In the case of exercising during shorter, winter days, Moorhouse recommended aiming to work out at lunchtime, as well as trying to set up group exercise sessions online to make sure you stick to that plan.
John Furneaux, CEO of project management tool Hive, suggested even breaking down tasks into mini-tasks, or "sub-actions" that can be tackled in 20 to 30 minute increments.
He uses the "Pomodoro technique," developed by Francesco Cirillo in the 1980s, which entails setting a timer for 25 minutes and taking a short break between each task.
"From there, you can gamify your entire day," said Furneaux, suggesting that you pick a reward every time you complete a task and preferably one that entails getting away from the computer screen.
Kotler, author of "The Art of Impossible," also emphasized the importance of putting an "active recovery protocol" in place at the end of the day, which is particularly key in winter when people tend to feel more burned out.
This is an activity that is restorative and calms the nervous system down, like stretching, breathwork, light yoga, or even a 20 minute walk outside.
In contrast, "passive recovery" are things like watching TV and drinking alcohol, which Kotler said pretend to be relaxing but are not from a neurobiological perspective.
Getting seven to eight hours sleep a night is another important part of this daily recovery, he added.
Kotler said that dedicating some time each week to a "primary flow activity" can actually help motivation and performance, even if again it's only for 20 minutes.
This is an activity in which somebody becomes fully immersed, or is in a "flow state," and it feels like time passes quickly. The activity could be hobbies like gardening, painting or exercise, which are often "the first thing we chuck out the door" in terms of our priorities as adults.

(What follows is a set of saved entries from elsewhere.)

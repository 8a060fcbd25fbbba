use crate::{
    api::{attendance, dashboard, employee},
    config::Config,
    error,
};
use actix_governor::{Governor, GovernorConfigBuilder, PeerIpKeyExtractor};
use actix_web::web;

pub fn configure(cfg: &mut web::ServiceConfig, config: Config) {
    let per_ms = if config.rate_api_per_min == 0 {
        1
    } else {
        60_000 / config.rate_api_per_min as u64
    };
    let limiter = GovernorConfigBuilder::default()
        .per_millisecond(per_ms)
        .burst_size(config.rate_api_per_min)
        .key_extractor(PeerIpKeyExtractor)
        .finish()
        .unwrap();

    cfg.service(
        web::scope(&config.api_prefix)
            .wrap(Governor::new(&limiter)) // rate limiting
            .configure(register),
    );
}

/// Route table without the limiter wrapper; tests mount this directly.
pub fn register(cfg: &mut web::ServiceConfig) {
    cfg.app_data(web::JsonConfig::default().error_handler(error::json_error_handler))
        // /employees
        .service(
            web::resource("/employees")
                .route(web::get().to(employee::list_employees))
                .route(web::post().to(employee::create_employee)),
        )
        // /employees/{id}
        .service(
            web::resource("/employees/{id}")
                .route(web::get().to(employee::get_employee))
                .route(web::delete().to(employee::delete_employee)),
        )
        // /attendance
        .service(
            web::resource("/attendance")
                .route(web::get().to(attendance::list_attendance))
                .route(web::post().to(attendance::mark_attendance)),
        )
        // /attendance/{employee_id}
        .service(
            web::resource("/attendance/{employee_id}")
                .route(web::get().to(attendance::employee_attendance)),
        )
        // /dashboard-stats
        .service(web::resource("/dashboard-stats").route(web::get().to(dashboard::dashboard_stats)));
}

And while it may seem counterintuitive in a time of crisis, like the coronavirus pandemic, Kotler actually recommended "doubling down" on that primary flow activity.
A flow state prompts the release of nitric oxide, which pushes out stress hormones and calms down the nervous system, he said.
Kotler also referred to research that found the effects of practicing a "primary flow activity" can last a couple of days afterward, pointing out that those "feel-good neurochemicals are going to bleed" into other areas of life, like work.